Full Report
Data leaked on a dark website, allegedly from a Moldovan portal, does not support the hackers’ claims about how they obtained it. It also raises questions about the government’s May 2025 claim that its network had not been compromised. In Part 1, DataBreaches described a data exposure incident involving Moldova’s job applicant portal, cariere.gov[.]md. In... Source
Analysis Summary
# Incident Report: Compromise of Moldova’s Compensatii Portal
## Executive Summary
In early 2026, the threat actor group "Bashe Team" (formerly APT73) claimed a data breach of **compensatii[.]gov[.]md**, a Moldovan government portal used for energy compensation. While the hackers claimed recent access, investigations suggest the leaked data—consisting of usernames and plaintext passwords—may be recycled or older information. This incident follows a May 2025 denial by the Moldovan government regarding the sale of access credentials for the same platform.
## Incident Details
- **Discovery Date:** January 30, 2026 (Leak site posting)
- **Incident Date:** Claims of access dating back to May 2025 and September 2025
- **Affected Organization:** Government of Moldova (Compensatii platform)
- **Sector:** Government / Social Services
- **Geography:** Moldova
## Timeline of Events
### Initial Access
- **Date/Time:** Circa May 2025 (Initial reports of credential sales); September 2025 (Bashe Team's claimed entry).
- **Vector:** Alleged sale of administrative access keys/credentials.
- **Details:** Reports surfaced in May 2025 that access to the platform was being sold on the dark web. The government officially denied a breach at that time.
### Lateral Movement
- **Details:** Publicly available information does not provide specifics on lateral movement; however, the government claims the environment is isolated and monitored by STISC.
### Data Exfiltration/Impact
- **Details:** A .csv file was leaked containing usernames, email addresses, and plaintext passwords. The full scope of the PII exposed on the portal (IDNPs, cadastral numbers, and IBANs) was not confirmed in the initial .csv sample.
### Detection & Response
- **May 27, 2025:** Government investigated claims of credential sales; denied any compromise, citing "smoke and mirrors."
- **January 30, 2026:** Bashe Team listed the site on their leak portal.

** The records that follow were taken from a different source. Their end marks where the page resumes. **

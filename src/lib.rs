//! Payroll contribution batch engine.
//!
//! This crate runs the payroll pipeline of a defined-contribution
//! retirement plan: participant eligibility, contribution calculation and
//! deduction registration with a benefits provider, plus a separate job
//! synchronizing participants from an HR directory. Eligibility and
//! calculation logic lives in YAML rule definitions compiled by a
//! hot-reloadable rule engine.

#![warn(missing_docs)]

pub mod batch;
pub mod config;
pub mod error;
pub mod external;
pub mod models;
pub mod pipeline;
pub mod rules;
pub mod stages;
pub mod storage;
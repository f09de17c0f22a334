//! Concrete stages of the payroll and sync jobs.
//!
//! Each module pairs a processor with the reader and writer it runs with
//! and exposes a `build` function assembling the whole [`Stage`]. Stages
//! are built fresh for every job execution.
//!
//! [`Stage`]: crate::batch::Stage

pub mod calculation;
pub mod deduction;
pub mod eligibility;
pub mod sync;

use std::sync::Arc;

use tokio::sync::OnceCell;

use crate::error::EngineResult;
use crate::external::{BenefitsApi, HrDirectoryApi};
use crate::models::{
    CalculationResult, DeductionOutcome, EligibilityRecord, Participant, TenantPlan,
};
use crate::storage::{PlanStore, Repository};

/// Stores and remote clients the stages run against.
#[derive(Clone)]
pub struct Resources {
    /// Participants, read by eligibility and calculation, written by sync.
    pub participants: Arc<dyn Repository<Participant>>,
    /// Eligibility stage output.
    pub eligibility_records: Arc<dyn Repository<EligibilityRecord>>,
    /// Calculation stage output.
    pub calculation_results: Arc<dyn Repository<CalculationResult>>,
    /// Deduction stage output.
    pub deduction_outcomes: Arc<dyn Repository<DeductionOutcome>>,
    /// Tenant plan configuration.
    pub plans: Arc<dyn PlanStore>,
    /// Benefits provider.
    pub benefits: Arc<dyn BenefitsApi>,
    /// HR directory.
    pub directory: Arc<dyn HrDirectoryApi>,
}

impl std::fmt::Debug for Resources {
    fn fmt(&self, f: &mut std::fmt::Formatter<'_>) -> std::fmt::Result {
        f.debug_struct("Resources").finish_non_exhaustive()
    }
}

/// The tenant plan, fetched on first use and kept for the rest of the job.
pub(crate) struct TenantPlanCache {
    store: Arc<dyn PlanStore>,
    tenant_id: String,
    plan: OnceCell<TenantPlan>,
}

impl TenantPlanCache {
    pub(crate) fn new(store: Arc<dyn PlanStore>, tenant_id: impl Into<String>) -> Self {
        Self {
            store,
            tenant_id: tenant_id.into(),
            plan: OnceCell::new(),
        }
    }

    pub(crate) async fn get(&self) -> EngineResult<&TenantPlan> {
        self.plan
            .get_or_try_init(|| self.store.plan_for_tenant(&self.tenant_id))
            .await
    }
}
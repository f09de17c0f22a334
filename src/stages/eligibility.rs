//! Eligibility stage: participants to eligibility records.

use std::sync::Arc;

use async_trait::async_trait;

use crate::batch::{
    FaultPolicy, ItemProcessor, KeyedWriter, RepositoryReader, Stage, StageSettings, WriteMode,
};
use crate::config::{PipelineConfig, StageKind};
use crate::error::EngineResult;
use crate::models::{EligibilityRecord, Participant, PayrollPeriod, TenantPlan};
use crate::rules::{EligibilityFact, RuleBase};

use super::{Resources, TenantPlanCache};

/// The assembled eligibility stage.
pub type EligibilityStage =
    Stage<RepositoryReader<Participant>, EligibilityProcessor, KeyedWriter<EligibilityRecord>>;

/// Evaluates the `eligibility` rule base for one participant.
pub struct EligibilityProcessor {
    rules: Arc<RuleBase>,
    plan: TenantPlanCache,
    period: PayrollPeriod,
}

impl EligibilityProcessor {
    /// Creates a processor for `tenant_id` and `period`.
    pub fn new(
        rules: Arc<RuleBase>,
        resources: &Resources,
        tenant_id: &str,
        period: PayrollPeriod,
    ) -> Self {
        Self {
            rules,
            plan: TenantPlanCache::new(Arc::clone(&resources.plans), tenant_id),
            period,
        }
    }
}

/// Builds the fact for `participant`, evaluated as of the period end.
pub fn eligibility_fact(
    participant: &Participant,
    plan: &TenantPlan,
    period: &PayrollPeriod,
) -> EligibilityFact {
    let current_date = period.end_date;
    EligibilityFact {
        employee_id: participant.employee_id.clone(),
        tenant_id: participant.tenant_id.clone(),
        date_of_birth: participant.date_of_birth,
        hire_date: participant.hire_date,
        rehire_date: participant.rehire_date,
        employment_status: participant.employment_status.clone(),
        employment_type: participant.employment_type.clone(),
        current_date,
        age: participant.age_on(current_date),
        months_of_service: participant.months_of_service_on(current_date),
        minimum_age: plan.eligibility.minimum_age,
        minimum_service_months: plan.eligibility.minimum_service_months,
        eligible: false,
        eligibility_date: None,
        eligibility_reason: String::new(),
    }
}

#[async_trait]
impl ItemProcessor for EligibilityProcessor {
    type Input = Participant;
    type Output = EligibilityRecord;

    async fn process(&self, participant: &Participant) -> EngineResult<Option<EligibilityRecord>> {
        let plan = self.plan.get().await?;
        let mut fact = eligibility_fact(participant, plan, &self.period);
        self.rules.evaluate(&mut fact)?;

        Ok(Some(EligibilityRecord::new(
            &participant.tenant_id,
            &participant.employee_id,
            self.period,
            fact.eligible,
            fact.eligibility_date,
            fact.eligibility_reason,
            fact.age,
            fact.months_of_service,
            fact.current_date,
        )))
    }
}

/// Assembles the stage: participants active in the period, upserted records.
pub fn build(
    rules: Arc<RuleBase>,
    resources: &Resources,
    tenant_id: &str,
    period: PayrollPeriod,
    config: &PipelineConfig,
) -> EligibilityStage {
    let reader = RepositoryReader::new(Arc::clone(&resources.participants), move |p: &Participant| {
        p.is_active_in(&period)
    });
    let writer = KeyedWriter::new(Arc::clone(&resources.eligibility_records), WriteMode::Upsert);
    Stage::new(
        StageKind::Eligibility,
        reader,
        EligibilityProcessor::new(rules, resources, tenant_id, period),
        writer,
        FaultPolicy::for_stage(StageKind::Eligibility, config.stage(StageKind::Eligibility)),
        StageSettings::from_config(StageKind::Eligibility, config),
    )
}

- **February 16, 2026:** DataBreaches contacted Compensatii for comment; no response was received.
## Attack Methodology
- **Initial Access:** Valid Credential Use (alleged purchase of access keys).
- **Persistence:** Not explicitly detailed; hackers claimed long-term access from September 2025.
- **Defense Evasion:** Use of "smoke screens" and potential manipulation/masking of PII in samples to hinder validation (observed behavior of Bashe Team).
- **Collection:** Data gathering of user tables.
- **Exfiltration:** Posting data to a dedicated leak site (DLS).
- **Impact:** Reputational damage to government cybersecurity claims and potential exposure of citizen identifiers.
## Impact Assessment
- **Financial:** Unknown; potential for fraud using stolen IBANs and IDNPs.
- **Data Breach:** Exposure of usernames, emails, and plaintext passwords. Potential risk to sensitive PII (IDNP, Mortgage data).
- **Operational:** No reported disruption to the portal's service.
- **Reputational:** High; raises questions regarding the transparency and efficacy of the government's May 2025 security audit.
## Indicators of Compromise
- **Network indicators:** compensatii[.]gov[.]md; cariere[.]gov[.]md (related exposure).
- **Behavioral indicators:** Unauthorized sale of "Qualified Electronic Signatures" or administrative credentials on darknet forums.
- **Actor:** Bashe Team (formerly Eraleign / APT73).
## Response Actions
- **Containment:** Government claimed the platform operates in an isolated environment.
- **Eradication:** STISC reportedly audited the network in May 2025, though the efficacy of this audit is now contested.
- **Recovery:** No recovery info provided as the government maintains the system's integrity.
## Lessons Learned
- **Credential Integrity:** The reliance on administrative credentials—even those requiring qualified electronic signatures—requires constant monitoring for "keys for sale" on the dark web.
- **Validation Fatigue:** Threat actors like Bashe Team often recycle old data, making it difficult for incident responders to distinguish between new breaches and old exposures.
- **Transparency:** Denying a breach ("smoke and mirrors") that later appears to have some basis in fact can severely damage public trust in government digital infrastructure.
## Recommendations
- **Multi-Factor Authentication (MFA):** Ensure all administrative access requires hardware-based MFA that cannot be easily sold as a "static" credential.
- **Dark Web Monitoring:** Implement automated monitoring for mentions of government domains and employee credentials.
- **Password Hashing:** Ensure no user data is stored in plaintext (as the leaked .csv suggested).
- **Independent Audits:** Conduct third-party forensic audits following darknet claims rather than relying solely on internal press office statements.